**Data excerpts:**
use std::borrow::Cow;

use operation::{Map, Value};

/// Largest array index a path may address. Indexing past the end of an array pads it with
/// nulls, so this bounds what a single path can allocate.
pub(crate) const MAX_INDEX: usize = 10_000;

/// Largest number of segments in a path, matching the nesting limit of `serde_json`. Writing
/// through a path recurses once per segment.
pub(crate) const MAX_DEPTH: usize = 128;

#[derive(Debug, Clone, PartialEq, Eq, thiserror::Error)]
pub(crate) enum PathError {
    #[error("index {segment} is larger than {max}")]
    IndexTooLarge { segment: String, max: usize },
    #[error("path is nested deeper than {max} segments")]
    TooDeep { max: usize },
}

#[derive(Debug, Clone, Copy, PartialEq, Eq)]
pub(crate) enum Segment<'a> {
    Key(&'a str),
    Index(usize),
}

impl<'a> Segment<'a> {
    fn parse(raw: &'a str) -> Result<Self, PathError> {
        let is_index = !raw.is_empty()
            && raw.bytes().all(|byte| byte.is_ascii_digit())
            && (raw == "0" || !raw.starts_with('0'));

        if !is_index {
            return Ok(Segment::Key(raw));
        }

        match raw.parse::<usize>() {
            Ok(index) if index <= MAX_INDEX => Ok(Segment::Index(index)),
            _ => Err(PathError::IndexTooLarge {
                segment: raw.to_owned(),
                max: MAX_INDEX,
            }),
        }
    }

    fn to_key(self) -> Cow<'a, str> {
        match self {
            Segment::Key(key) => Cow::Borrowed(key),
            Segment::Index(index) => Cow::Owned(index.to_string()),
        }
    }
}

#[derive(Default)]
struct PathSegments<'a>(Vec<Segment<'a>>);

impl<'a> PathSegments<'a> {
    fn push(&mut self, raw: &'a str) -> Result<(), PathError> {
        if self.0.len() == MAX_DEPTH {
            return Err(PathError::TooDeep { max: MAX_DEPTH });
        }
        self.0.push(Segment::parse(raw)?);
        Ok(())
    }
}

/// A location inside the `operations` value of a multipart request, such as `variables.file`
/// or `0.variables.files.1`. `files[1]` is accepted as an alias of `files.1`.
#[derive(Debug, Clone, PartialEq, Eq)]
pub(crate) struct OperationsPath<'a> {
    segments: Vec<Segment<'a>>,
}

impl<'a> OperationsPath<'a> {
    pub(crate) fn parse(path: &'a str) -> Result<Self, PathError> {
        let mut path_segments = PathSegments::default();

        for part in path.split('.') {
            match part.split_once('[') {
                None => path_segments.push(part)?,
                Some((head, rest)) => {
                    if !head.is_empty() {
                        path_segments.push(head)?;
                    }
                    for piece in rest.split('[') {
                        path_segments.push(piece.strip_suffix(']').unwrap_or(piece))?;
                    }
                }
            }
        }

        Ok(OperationsPath {
            segments: path_segments.0,
        })
    }

    /// Writes `value` at this path, replacing whatever was there.
    ///
    /// Missing or scalar intermediate nodes become arrays for index segments and objects for key
    /// segments. A key segment reaching an array turns it into an object keyed by the former
    /// indices, and an index segment reaching an object is used as a key.
    pub(crate) fn assign(&self, root: &mut Value, value: Value) {
        *root = assign(std::mem::take(root), &self.segments, value);
    }
}

fn assign(node: Value, segments: &[Segment<'_>], value: Value) -> Value {
    let Some((segment, rest)) = segments.split_first() else {
        return value;
    };

    match (node, *segment) {
        (Value::Array(mut items), Segment::Index(index)) => {
            if items.len() <= index {
                items.resize(index + 1, Value::Null);
            }
            let child = std::mem::take(&mut items[index]);
            items[index] = assign(child, rest, value);
            Value::Array(items)
        }
        (Value::Object(mut map), segment) => {
            let key = segment.to_key();
            let child = map.get_mut(key.as_ref()).map(std::mem::take).unwrap_or_default();
            let child = assign(child, rest, value);
            map.insert(key.into_owned(), child);
            Value::Object(map)
        }
        (Value::Array(items), Segment::Key(_)) => {
            let map: Map = items
                .into_iter()
                .enumerate()
                .map(|(index, item)| (index.to_string(), item))
                .collect();
            assign(Value::Object(map), segments, value)
        }
        (_, Segment::Index(_)) => assign(Value::Array(Vec::new()), segments, value),
        (_, Segment::Key(_)) => assign(Value::Object(Map::new()), segments, value),
    }
}

#[cfg(test)]
mod tests {
    use pretty_assertions::assert_eq;
    use serde_json::json;

    use super::*;

    fn assign_at(root: serde_json::Value, path: &str, value: serde_json::Value) -> Value {
        let mut root = Value::from(root);
        OperationsPath::parse(path).unwrap().assign(&mut root, Value::from(value));
        root
    }

    #[test]
    fn segments() {
        let path = OperationsPath::parse("0.variables.files[1].a[2][3]").unwrap();

        assert_eq!(
            path.segments,
            [
                Segment::Index(0),
                Segment::Key("variables"),
                Segment::Key("files"),
                Segment::Index(1),
                Segment::Key("a"),
                Segment::Index(2),
                Segment::Index(3),
            ]
        );
    }

    #[test]
    fn non_canonical_numbers_are_keys() {
        let path = OperationsPath::parse("01.-1.1e3").unwrap();

        assert_eq!(
            path.segments,
            [Segment::Key("01"), Segment::Key("-1"), Segment::Key("1e3")]
        );
    }

    #[test]
    fn index_too_large() {
        let error = OperationsPath::parse("variables.files.10001").unwrap_err();
        insta::assert_snapshot!(error.to_string(), @"index 10001 is larger than 10000");

        assert!(OperationsPath::parse("variables.files.99999999999999999999999").is_err());
        assert!(OperationsPath::parse("variables.files.10000").is_ok());
    }

    #[test]
    fn too_deep() {
        let error = OperationsPath::parse(&"a.".repeat(20_000)).unwrap_err();
        insta::assert_snapshot!(error.to_string(), @"path is nested deeper than 128 segments");

        let error = OperationsPath::parse(&format!("variables{}", "[0]".repeat(MAX_DEPTH))).unwrap_err();
        assert_eq!(error, PathError::TooDeep { max: MAX_DEPTH });

        assert!(OperationsPath::parse(&format!("{}a", "a.".repeat(MAX_DEPTH - 1))).is_ok());
    }

    #[test]
    fn replaces_existing_null() {
        let root = assign_at(
            json!({"query": "q", "variables": {"file": null}}),
            "variables.file",
            json!("F"),
        );

        assert_eq!(root, Value::from(json!({"query": "q", "variables": {"file": "F"}})));
    }

    #[test]
    fn creates_missing_intermediate_nodes() {
        let root = assign_at(json!({"query": "q"}), "variables.input.files.0", json!("F"));

        assert_eq!(
            root,
            Value::from(json!({"query": "q", "variables": {"input": {"files": ["F"]}}}))
        );
    }

    #[test]
    fn extends_arrays_past_their_length() {
        let root = assign_at(json!({"variables": {"files": [null]}}), "variables.files.2", json!("F"));

        assert_eq!(root, Value::from(json!({"variables": {"files": [null, null, "F"]}})));
    }

    #[test]
    fn overwrites_scalars() {
        let root = assign_at(json!({"variables": "oops"}), "variables.file", json!("F"));
        assert_eq!(root, Value::from(json!({"variables": {"file": "F"}})));

        let root = assign_at(json!({"variables": {"files": 3}}), "variables.files.0", json!("F"));
        assert_eq!(root, Value::from(json!({"variables": {"files": ["F"]}})));
    }

    #[test]
    fn batch_root() {
        let root = assign_at(
            json!([{"variables": {"file": null}}, {"variables": {"file": null}}]),
            "1.variables.file",
            json!("F"),
        );

        assert_eq!(
            root,
            Value::from(json!([{"variables": {"file": null}}, {"variables": {"file": "F"}}]))
        );
    }

    #[test]
    fn key_on_array_keeps_items() {
        let root = assign_at(json!({"list": ["a", "b"]}), "list.extra", json!("F"));

        assert_eq!(root, Value::from(json!({"list": {"0": "a", "1": "b", "extra": "F"}})));
    }

    #[test]
    fn index_on_object_is_a_key() {
        let root = assign_at(json!({"variables": {"a": 1}}), "variables.0", json!("F"));

        assert_eq!(root, Value::from(json!({"variables": {"a": 1, "0": "F"}})));
    }

    #[test]
    fn keeps_key_order_when_overwriting() {
        let root = assign_at(json!({"a": 1, "b": 2, "c": 3}), "b", json!("F"));

        let Value::Object(map) = root else {
            unreachable!("assigned into an object")
        };
        assert_eq!(map.keys().collect::<Vec<_>>(), ["a", "b", "c"]);
    }
}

**What you will do:** Using the entries above, return each line that includes the word "reaching".

**Result:**
    /// segments. A key segment reaching an array turns it into an object keyed by the former
    /// indices, and an index segment reaching an object is used as a key.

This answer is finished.